將領們紛紛據理力爭,都希望自己的部隊能優先換裝。會議室內的氣氛,瞬間變得緊張起來。
劉飛深知,產能的分配,不僅僅是武器的調配,更是軍隊內部權力與資源的再調整。龍山一式步槍作為制勝的利器,誰先裝備,誰的部隊戰鬥力就更強,在軍中的地位也就更高。這種資源的傾斜,必然會打破原有的權力平衡,激化部隊之間的矛盾。
更重要的是,此次換裝,還涉及到新舊戰術的更替。擅長傳統戰術的老將,若其部隊遲遲無法換裝,必然會對新戰術產生牴觸情緒;而年輕將領的部隊若優先換裝,其在軍中的話語權將會大幅提升,這又會進一步加劇代際之間的矛盾。
“此事事關重大,容後再議。”劉飛壓了壓手,示意眾人安靜,“產能分配的方案,需要綜合考慮各部隊的職責與需求,絕不能一刀切。我會與周武將軍、趙虎將軍等人,共同商議出一個公平合理的方案。”
會議結束後,將領們紛紛離去,但心中的波瀾卻久久難以平息。龍山一式步槍的出現,給萬山軍帶來了前所未有的機遇,但也埋下了內部矛盾的隱患。
劉飛站在窗前,望著遠方的軍械坊,心中思緒萬千。加速換裝和戰術改革的決心,他從未動搖,但如何平衡內部的利益,如何化解產能分配帶來的矛盾,卻成為了一個棘手的難題。
夜幕降臨,軍械坊的爐火依舊熊熊燃燒。
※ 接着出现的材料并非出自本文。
use anyhow::{anyhow, Context, Result};
use axum::{
    body::Body,
    extract::MatchedPath,
    http::{
        header::{AUTHORIZATION, CONTENT_TYPE, COOKIE},
        HeaderName, HeaderValue, Method, Request,
    },
    routing::{get, post, put},
    Extension, Router,
};
use std::sync::Arc;
use tokio::net::TcpListener;
use tower::ServiceBuilder;
use tower_http::{
    cors::{AllowOrigin, CorsLayer},
    request_id::PropagateRequestIdLayer,
    set_header::SetRequestHeaderLayer,
    trace::TraceLayer,
};
use tracing::{info, info_span, Span};
use ulid::Ulid;
use url::Url;

use crate::api::handlers::{admins, auth, customers, health};

pub mod handlers;
mod openapi;
pub mod state;

pub use state::{AppConfig, AppState};

/// Build the API router with all routes registered.
#[must_use]
pub fn router(state: Arc<AppState>) -> Router {
    Router::new()
        .route("/health", get(health::health))
        .route("/v1/auth/login", post(auth::login))
        .route("/v1/auth/session", get(auth::session))
        .route("/v1/auth/logout", post(auth::logout))
        .route("/v1/auth/reset", post(auth::reset))
        .route("/v1/customers", get(customers::list))
        .route("/v1/customers/:id/approve", post(customers::approve))
        .route("/v1/customers/:id/reject", post(customers::reject))
        .route("/v1/customers/:id/suspend", post(customers::suspend))
        .route("/v1/admins", get(admins::list).post(admins::invite))
        .route("/v1/admins/:id/deactivate", post(admins::deactivate))
        .route("/v1/admins/:id/reactivate", post(admins::reactivate))
        .route("/v1/admins/:id/role", put(admins::update_role))
        .route("/v1/openapi.json", get(openapi::serve_openapi))
        .layer(Extension(state))
}

/// Start the server
/// # Errors
/// Return error if failed to start the server
pub async fn serve(port: u16, state: Arc<AppState>) -> Result<()> {
    let origin = dashboard_origin(&state.config().dashboard_origin)?;
    let cors = CorsLayer::new()
        .allow_headers([CONTENT_TYPE, AUTHORIZATION, COOKIE])
        .allow_methods([Method::GET, Method::POST, Method::PUT])
        .allow_origin(AllowOrigin::exact(origin))
        .allow_credentials(true);

    let app = router(state).layer(
        ServiceBuilder::new()
            .layer(SetRequestHeaderLayer::if_not_present(
                HeaderName::from_static("x-request-id"),
                |_req: &_| HeaderValue::from_str(Ulid::new().to_string().as_str()).ok(),
            ))
            .layer(PropagateRequestIdLayer::new(HeaderName::from_static(
                "x-request-id",
            )))
            .layer(TraceLayer::new_for_http().make_span_with(make_span))
            .layer(cors),
    );

    let listener = TcpListener::bind(format!("::0:{port}")).await?;

    info!("Listening on [::]:{}", port);

    axum::serve(listener, app.into_make_service()).await?;

    Ok(())
}

fn make_span(request: &Request<Body>) -> Span {
    let request_id = request
        .headers()
        .get("x-request-id")
        .and_then(|val| val.to_str().ok())
        .unwrap_or("none");
    let matched_path = request
        .extensions()
        .get::<MatchedPath>()
        .map_or_else(|| request.uri().path(), MatchedPath::as_str);

    info_span!(
        "http.request",
        http.method = %request.method(),
        http.route = matched_path,
        request_id
    )
}

fn dashboard_origin(dashboard_url: &str) -> Result<HeaderValue> {
    let parsed = Url::parse(dashboard_url)
        .with_context(|| format!("Invalid dashboard URL: {dashboard_url}"))?;
    let host = parsed
        .host_str()
        .ok_or_else(|| anyhow!("Dashboard URL must include a valid host: {dashboard_url}"))?;
    let port = parsed
        .port()
        .map_or_else(String::new, |port| format!(":{port}"));
    let origin = format!("{}://{}{}", parsed.scheme(), host, port);
    HeaderValue::from_str(&origin).context("Failed to build dashboard origin header")
}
每一支龍山一式步槍的下線,都意味著萬山軍的戰鬥力又提升了一分,但也意味著內部的矛盾又增加了一分。
這場新軍演武,如同投入湖面的一塊巨石,在萬山軍的內部,激起了層層漣漪。機遇與挑戰並存,希望與矛盾交織。劉飛深知,他必須儘快拿出一個公平合理的產能分配方案,否則,內部的矛盾一旦激化,必將影響到與李定國協同策應的抗清大業。
而在武昌,圖海依舊對萬山的新軍演武一無所知。他還在期盼著魏坤送來的核心機密,還在幻想著從內部攻破萬山的堡壘。他不知道,一支裝備著新式步槍、掌握著新戰術的精銳之師,正在萬山的深處悄然崛起,即將在未來的戰場上,給予清軍致命的一擊。